Rep. Rich Cebra column: Rich history of citizen involvement

State Representative Rich Cebra

By Rich Cebra

Maine State Representative

By now, most Maine people are familiar with the “Referendum Process” in our great state. It essentially works like this. You come up with an idea. You present it to the Secretary of State, who then gives you a petition that allows you to collect registered voter signatures throughout Maine.

Once you have collected a little over 61,000 “certified” signatures of registered voters, the Secretary of State certifies the petition and then it heads to the Maine Legislature. The Maine Legislature can then enact the petition, as written, into law, or reject it and then send it out to the voters for their determination.

It is a big process and not an easy one, unless you have a lot of money. If you have a lot of money, this process is not difficult at all. You simply buy your way onto the ballot by paying people to collect signatures on the corners of the busiest streets in Portland. Portland is the State of Maine’s most populous city and therefore the most target-rich-environment for collecting signatures.

If the petition is passed by the people of Maine at the ballot box, it becomes law, unless the Maine Legislature decides to address the details of the petition through legislation. There is no vetting of the petition and its details before a vote. There is no determination if the petition contents are even constitutional. There is certainly no public hearing, where all sides are heard.

The petitioners run a “paid for campaign” designed to win at the ballot box, period.
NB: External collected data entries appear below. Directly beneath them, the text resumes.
//! Periodic Transmitter
//!
//! Called once per sample period. If the transmit slot is free, the current
//! samples are copied into the payload and queued on the radio; otherwise
//! the period is an overrun and its data is dropped. The samples advance
//! every period either way.

use super::state::LinkState;
use super::{RadioError, RadioLink};
use crate::config::{NUM_SAMPLES, SAMPLE_NOACK, SAMPLE_PIPE, STATUS_SAMPLE_INDEX};
use crate::types::{Payload, SampleBuffer};
use crate::ui::{display_code, DisplayCode, StatusDisplay};

/// What happened on one tick
#[derive(Clone, Copy, Debug, PartialEq, Eq)]
pub enum TickOutcome {
    /// Payload queued on the radio
    Sent {
        /// Code shown on the status display this tick
        status: DisplayCode,
    },
    /// Radio refused the payload; the slot stays held until the next
    /// completion event
    SubmitFailed {
        /// Code shown on the status display this tick
        status: DisplayCode,
        /// Error returned by the radio
        error: RadioError,
    },
    /// Slot still held by the previous transmission; nothing sent
    Overrun,
}

impl TickOutcome {
    /// Check if a payload was queued
    #[must_use]
    pub const fn is_sent(&self) -> bool {
        matches!(self, Self::Sent { .. })
    }

    /// Code shown this tick, if the display was updated
    #[must_use]
    pub const fn status(&self) -> Option<DisplayCode> {
        match self {
            Self::Sent { status } | Self::SubmitFailed { status, .. } => Some(*status),
            Self::Overrun => None,
        }
    }
}

#[cfg(feature = "embedded")]
impl defmt::Format for TickOutcome {
    fn format(&self, f: defmt::Formatter) {
        match self {
            Self::Sent { status } => defmt::write!(f, "Sent({})", status),
            Self::SubmitFailed { status, error } => {
                defmt::write!(f, "SubmitFailed({}, {})", status, error);
            }
            Self::Overrun => defmt::write!(f, "Overrun"),
        }
    }
}

/// Transmitter counters
#[derive(Clone, Copy, Debug, Default, PartialEq, Eq)]
pub struct TransmitStats {
    /// Payloads accepted by the radio
    pub sent: u32,
    /// Ticks that found the slot held
    pub overruns: u32,
    /// Payloads the radio refused
    pub submit_failures: u32,
}

impl TransmitStats {
    /// Total ticks seen
    #[must_use]
    pub const fn ticks(&self) -> u32 {
        self.sent
            .wrapping_add(self.overruns)
            .wrapping_add(self.submit_failures)
    }
}

#[cfg(feature = "embedded")]
impl defmt::Format for TransmitStats {
    fn format(&self, f: defmt::Formatter) {
        defmt::write!(
            f,
            "Stats(sent={}, overrun={}, failed={})",
            self.sent,
            self.overruns,
            self.submit_failures
        );
    }
}

/// Sample producer and periodic transmitter
///
/// Owns the sample buffer, the payload and the counters. Shares only the
/// [`LinkState`] with the completion handler.
#[derive(Debug)]
pub struct Transmitter<'a, const N: usize = NUM_SAMPLES> {
    link: &'a LinkState,
    samples: SampleBuffer<N>,
    payload: Payload,
    stats: TransmitStats,
}

impl<'a, const N: usize> Transmitter<'a, N> {
    /// Create a transmitter with zeroed samples
    #[must_use]
    pub const fn new(link: &'a LinkState) -> Self {
        Self::with_samples(link, SampleBuffer::new())
    }

    /// Create a transmitter starting from `samples`
    #[must_use]
    pub const fn with_samples(link: &'a LinkState, samples: SampleBuffer<N>) -> Self {
        Self {
            link,
            samples,
            payload: Payload::new(SAMPLE_PIPE, SAMPLE_NOACK),
            stats: TransmitStats {
                sent: 0,
                overruns: 0,
                submit_failures: 0,
            },
        }
    }

    /// Current samples
    #[must_use]
    pub const fn samples(&self) -> &SampleBuffer<N> {
        &self.samples
    }

    /// Last payload handed to the radio
    #[must_use]
    pub const fn payload(&self) -> &Payload {
        &self.payload
    }

    /// Counters
    #[must_use]
    pub const fn stats(&self) -> TransmitStats {
        self.stats
    }

    /// Committed transmissions (payloads accepted by the radio)
    #[must_use]
    pub const fn packets_sent(&self) -> u32 {
        self.stats.sent
    }

    /// Run one sample period
    ///
    /// Must not block: this runs at the sample timer's priority.
    pub fn on_tick<R, D>(&mut self, radio: &mut R, display: &mut D) -> TickOutcome
    where
        R: RadioLink + ?Sized,
        D: StatusDisplay + ?Sized,
    {
        let outcome = if self.link.try_acquire() {
            self.transmit(radio, display)
        } else {
            error!("NOT READY!");
            self.stats.overruns = self.stats.overruns.wrapping_add(1);
            TickOutcome::Overrun
        };

        self.samples.advance();
        outcome
    }

    fn transmit<R, D>(&mut self, radio: &mut R, display: &mut D) -> TickOutcome
    where
        R: RadioLink + ?Sized,
        D: StatusDisplay + ?Sized,
    {
        radio.flush();

        // Status reflects the previous payload, read before it is overwritten.
        let status = display_code(self.payload.sample(STATUS_SAMPLE_INDEX).to_le_bytes()[0]);
        display.set_lines(status);

        self.payload.fill_from(&self.samples);

        match radio.write(&self.payload) {
            Ok(()) => {
                self.stats.sent = self.stats.sent.wrapping_add(1);
                trace!("Payload queued, {} sent", self.stats.sent);
                TickOutcome::Sent { status }
            }
            Err(error) => {
                // The slot stays held; only a completion event frees it.
                error!("Payload write failed, err {}", error);
                self.stats.submit_failures = self.stats.submit_failures.wrapping_add(1);
                TickOutcome::SubmitFailed { status, error }
            }
        }
    }
}
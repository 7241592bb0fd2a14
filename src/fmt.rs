//! Logging macros
//!
//! Forward to `defmt` on target. On the host the arguments are only
//! borrowed so that call sites type-check the same way in both builds.
#![macro_use]
#![allow(unused_macros)]

macro_rules! trace {
    ($s:literal $(, $x:expr)* $(,)?) => {
        {
            #[cfg(feature = "embedded")]
            ::defmt::trace!($s $(, $x)*);
            #[cfg(not(feature = "embedded"))]
            let _ = ($( & $x ),*);
        }
    };
}

macro_rules! debug {
    ($s:literal $(, $x:expr)* $(,)?) => {
        {
            #[cfg(feature = "embedded")]
            ::defmt::debug!($s $(, $x)*);
            #[cfg(not(feature = "embedded"))]
            let _ = ($( & $x ),*);
        }
    };
}

macro_rules! info {
    ($s:literal $(, $x:expr)* $(,)?) => {
        {
            #[cfg(feature = "embedded")]
            ::defmt::info!($s $(, $x)*);
            #[cfg(not(feature = "embedded"))]
            let _ = ($( & $x ),*);
        }
    };
}

macro_rules! warn {
    ($s:literal $(, $x:expr)* $(,)?) => {
        {
            #[cfg(feature = "embedded")]
            ::defmt::warn!($s $(, $x)*);
            #[cfg(not(feature = "embedded"))]
            let _ = ($( & $x ),*);
        }
    };
}

macro_rules! error {
    ($s:literal $(, $x:expr)* $(,)?) => {
        {
            #[cfg(feature = "embedded")]
            ::defmt::error!($s $(, $x)*);
            #[cfg(not(feature = "embedded"))]
            let _ = ($( & $x ),*);
        }
    };
}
Often, they are not telling the full truth and, in some cases, not telling the truth at all about what the actual petition would do if it becomes law because of a “yes” vote by the people.

The original intent of this process was to provide a “grassroots” movement of the citizens of Maine a method to address issues they felt the Legislature had not addressed. Today, this is not the case at all. Today, this process is about big monied interests, often from out-of-state, attempting to tell the people of Maine how they should live and how they should be taxed. It makes no common sense and we must make changes to the process to protect the people of Maine from big monied, special interests and a very flawed public policy process.

Currently, Assistant Republican Leader in the Maine House, Ellie Espling, has a bill before the Legislature that would modify how petitioners collect their signatures. If you stand on a street corner in Portland, or simply go to a Portland polling place on Election Day, you can gather a great deal of your signatures without ever venturing into central and northern Maine. This is wrong. While Portland may be the economic engine of Maine, it does not mean their geography should tell the rest of Maine how to live.

Espling’s proposal would equally divide the number of signatures needed between Maine’s two congressional districts. From a practical standpoint, it would add another level of difficulty, and another level of integrity to the signature-collection process. No longer would monied interests simply be able to park themselves in greater Portland, gather their needed signatures, and punish the rest of Maine with their progressive radical ideas.

Let’s think about 2016 and the five referendums that were on the Maine ballot. Four of the five received a majority “yes” vote from the people of Maine. A gun control measure failed. The four that passed have all had to be radically altered by the Maine Legislature, and two, Rank Choice Voting and the legalization of marijuana, are still in various states of limbo. In the case of Rank Choice Voting, the Maine Law Court gave an advisory opinion that the legislation is unconstitutional.

Clearly, these measures had all sorts of issues and those issues could have been dealt with in a public hearing. These issues could also have been dealt with by a thorough vetting from Maine lawmakers.

The school funding measure, as an example, instituted a 3% sur-tax on taxable incomes above $200,000. The proponents ran a campaign saying the taxes derived from the 3% sur-tax would be dedicated to the state’s education fund. Many Maine citizens supported it because we all want good schools for our children. The problem is, under the Maine Constitution, you cannot dedicate tax revenue to a specific operation. The money goes into the state’s general fund and the Legislature, through the budget process, determines where the money goes. It potentially goes into a very deep dark hole to be divvied out to the most vocal lobbying group.

The point is this. The referendum process, a necessary tool for Maine citizens to use when they feel their elected leaders are not addressing issues, must be reformed. This grassroots process has become the preferred method of law-making by elite big monied interests who care little for the people of Maine, and care a lot about the money and power they will gain from the referendum’s passage.

Espling’s bill is a good start, but we must do more. We should consider raising the number of signatures required to place an issue on the ballot. We should also look at how we can be more inclusive of the entire state when collecting signatures to place something on the ballot.

Maine has a rich history of citizen involvement, and we do not want to do anything to dampen that involvement. We cannot, however, allow big monied, special interests from away to masquerade as a grassroots effort, and then deceive Maine people about their intentions. I will continue to work diligently to reform this process and protect its integrity, and I plan on sponsoring the legislation needed to fix this mess in the next legislature.